Pitfall 5: Failing to document

The charity must provide written acknowledgment of the QCD. Your IRA custodian reports the distribution on Form 1099-R but does not indicate it was a QCD. You must maintain records proving the charitable transfer.

Tax Reporting Requirements

QCDs require specific reporting on your tax return:

Form 1099-R: Shows total IRA distribution (including QCD amount). The distribution code does not distinguish QCDs from regular distributions.

Form 1040, Line 4: Report total IRA distributions on Line 4a. On Line 4b (taxable amount), enter the amount minus QCDs.
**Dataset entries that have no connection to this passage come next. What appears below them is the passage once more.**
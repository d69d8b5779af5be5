//! 1D interpolation trait, the linear scheme, and the closed set of schemes
//! selectable on a gridded tensor.
//!
//! [`InterpType`] names a scheme; [`InterpType::build`] constructs the
//! matching [`Interpolator`], which dispatches by `match` rather than through
//! a trait object since the set of schemes is fixed.

pub mod akima;
pub mod cubic;
pub mod kriging;
pub mod monotone;

use tg_core::{errors::Result, Real};

use crate::search::{ascending_copy, find_interval};

pub use akima::AkimaSpline;
pub use cubic::CubicNaturalSpline;
pub use kriging::{Covariance, KrigingInterpolation, KrigingOptim, KrigingSearch, RbfCovariance};
pub use monotone::MonotoneCubicSpline;

/// A 1D interpolation function `f: R → R` defined by a set of known points.
pub trait Interpolation1D: std::fmt::Debug {
    /// Evaluate the interpolation at `x`.
    fn operator(&self, x: Real) -> Real;

    /// Return the lower bound of the interpolation domain.
    fn x_min(&self) -> Real;

    /// Return the upper bound of the interpolation domain.
    fn x_max(&self) -> Real;

    /// Return `true` if `x` is within the interpolation range.
    fn is_in_range(&self, x: Real) -> bool {
        x >= self.x_min() && x <= self.x_max()
    }
}

// ── Shared helpers ────────────────────────────────────────────────────────────

/// Evaluate a cubic Hermite segment given knot slopes `ts`.
///
/// Outside the data the boundary values are returned.
pub(crate) fn hermite_eval(xs: &[Real], ys: &[Real], ts: &[Real], x: Real) -> Real {
    let n = xs.len();
    if x <= xs[0] {
        return ys[0];
    }
    if x >= xs[n - 1] {
        return ys[n - 1];
    }
    let lo = find_interval(xs, x);
    let hi = lo + 1;
    let h = xs[hi] - xs[lo];
    let t = (x - xs[lo]) / h;
    let h00 = (1.0 + 2.0 * t) * (1.0 - t) * (1.0 - t);
    let h10 = t * (1.0 - t) * (1.0 - t);
    let h01 = t * t * (3.0 - 2.0 * t);
    let h11 = t * t * (t - 1.0);
    h00 * ys[lo] + h10 * h * ts[lo] + h01 * ys[hi] + h11 * h * ts[hi]
}

/// Secant slopes between consecutive points.
pub(crate) fn secants(xs: &[Real], ys: &[Real]) -> Vec<Real> {
    xs.windows(2)
        .zip(ys.windows(2))
        .map(|(x, y)| (y[1] - y[0]) / (x[1] - x[0]))
        .collect()
}

// ── Linear ────────────────────────────────────────────────────────────────────

/// Linear interpolation with linear extrapolation from the boundary
/// intervals.
///
/// `f(x) = y[i] + (y[i+1] - y[i]) * (x - x[i]) / (x[i+1] - x[i])`
#[derive(Debug, Clone)]
pub struct LinearInterpolation {
    xs: Vec<Real>,
    ys: Vec<Real>,
}

impl LinearInterpolation {
    /// Construct a linear interpolation from monotonic `xs` and
    /// corresponding `ys`.
    ///
    /// # Errors
    /// Returns an error if the slices have different lengths or fewer than 2 points.
    pub fn new(xs: &[Real], ys: &[Real]) -> Result<Self> {
        tg_core::ensure_arg!(
            xs.len() >= 2,
            "need at least 2 points for linear interpolation, got {}",
            xs.len()
        );
        tg_core::ensure_arg!(
            xs.len() == ys.len(),
            "xs ({}) and ys ({}) must have the same length",
            xs.len(),
            ys.len()
        );
        let (xs, ys) = ascending_copy(xs, ys);
        Ok(Self { xs, ys })
    }
}

impl Interpolation1D for LinearInterpolation {
    fn x_min(&self) -> Real {
        self.xs[0]
    }

    fn x_max(&self) -> Real {
        self.xs[self.xs.len() - 1]
    }

    fn operator(&self, x: Real) -> Real {
        let i = find_interval(&self.xs, x);
        let dx = self.xs[i + 1] - self.xs[i];
        if dx.abs() < f64::EPSILON {
            return self.ys[i];
        }
        self.ys[i] + (x - self.xs[i]) * (self.ys[i + 1] - self.ys[i]) / dx
    }
}

// ── Scheme selection ──────────────────────────────────────────────────────────

/// Interpolation scheme used by recursive tensor interpolation.
#[derive(Debug, Clone, Copy, PartialEq, Eq, Hash, Default)]
#[cfg_attr(feature = "serde", derive(serde::Serialize, serde::Deserialize))]
pub enum InterpType {
    /// Piecewise linear.
    #[default]
    Linear,
    /// Natural cubic spline.
    Cubic,
    /// Akima spline.
    Akima,
    /// Monotone (Fritsch-Carlson) cubic Hermite spline.
    Monotone,
}

impl InterpType {
    /// Minimum number of points the scheme needs.
    pub fn min_size(self) -> usize {
        match self {
            InterpType::Cubic => 3,
            InterpType::Linear | InterpType::Akima | InterpType::Monotone => 2,
        }
    }

    /// Build an interpolator of this type through `(xs, ys)`.
    pub fn build(self, xs: &[Real], ys: &[Real]) -> Result<Interpolator> {
        Ok(match self {
            InterpType::Linear => Interpolator::Linear(LinearInterpolation::new(xs, ys)?),
            InterpType::Cubic => Interpolator::Cubic(CubicNaturalSpline::new(xs, ys)?),
            InterpType::Akima => Interpolator::Akima(AkimaSpline::new(xs, ys)?),
            InterpType::Monotone => Interpolator::Monotone(MonotoneCubicSpline::new(xs, ys)?),
        })
    }
}

impl std::fmt::Display for InterpType {
    fn fmt(&self, f: &mut std::fmt::Formatter<'_>) -> std::fmt::Result {
        let name = match self {
            InterpType::Linear => "linear",
            InterpType::Cubic => "cubic",
            InterpType::Akima => "akima",
            InterpType::Monotone => "monotone",
        };
        f.write_str(name)
    }
}

/// A constructed interpolator for one of the [`InterpType`] schemes.
#[derive(Debug, Clone)]
pub enum Interpolator {
    /// Piecewise linear.
    Linear(LinearInterpolation),
    /// Natural cubic spline.
    Cubic(CubicNaturalSpline),
    /// Akima spline.
    Akima(AkimaSpline),
    /// Monotone cubic spline.
    Monotone(MonotoneCubicSpline),
}

impl Interpolation1D for Interpolator {
    fn operator(&self, x: Real) -> Real {
        match self {
            Interpolator::Linear(i) => i.operator(x),
            Interpolator::Cubic(i) => i.operator(x),
            Interpolator::Akima(i) => i.operator(x),
            Interpolator::Monotone(i) => i.operator(x),
        }
    }

    fn x_min(&self) -> Real {
        match self {
            Interpolator::Linear(i) => i.x_min(),
            Interpolator::Cubic(i) => i.x_min(),
            Interpolator::Akima(i) => i.x_min(),
            Interpolator::Monotone(i) => i.x_min(),
        }
    }

    fn x_max(&self) -> Real {
        match self {
            Interpolator::Linear(i) => i.x_max(),
            Interpolator::Cubic(i) => i.x_max(),
            Interpolator::Akima(i) => i.x_max(),
            Interpolator::Monotone(i) => i.x_max(),
        }
    }
}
Write "QCD" next to Line 4b.

Example:

  • Total IRA distributions: $40,000
  • QCD amount: $25,000
  • Line 4a: $40,000
  • Line 4b: $15,000 (with "QCD" notation)

Supporting documentation to retain:

  • QCD request form submitted to IRA custodian
  • Charity acknowledgment letter stating amount and date
  • IRA custodian confirmation of transfer

Implementation Checklist

Eligibility Verification

  • Confirm you are age 70.5 or older
  • Verify IRA is eligible (Traditional, Inherited, inactive SEP/SIMPLE)
  • Confirm you have not made deductible IRA contributions after 70.5
  • Check recipient is operating 501(c)(3) (not DAF or private foundation)

Before Making QCD

  • Calculate RMD for current year
  • Determine QCD amount (up to $105,000 or RMD, whichever applies)
  • Obtain charity's legal name and address
  • Contact IRA custodian for QCD process and forms

Execution

  • Complete QCD request form with custodian
  • Specify charity as payee (not yourself)
  • Request direct transfer to charity
  • Make QCD before taking regular RMD distributions
  • Confirm transfer completed before December 31

Documentation

  • Obtain written acknowledgment from charity
  • Save IRA custodian confirmation
  • Note QCD amount for tax preparer
  • Report correctly on Form 1040 ("QCD" notation on Line 4b)

The QCD provides a tax-efficient way for IRA owners over 70.5 to satisfy RMDs while supporting charities. The strategy delivers value regardless of whether you itemize deductions, making it particularly powerful for retirees taking the standard deduction. The key requirements are proper age, direct transfer to an operating charity, and careful documentation.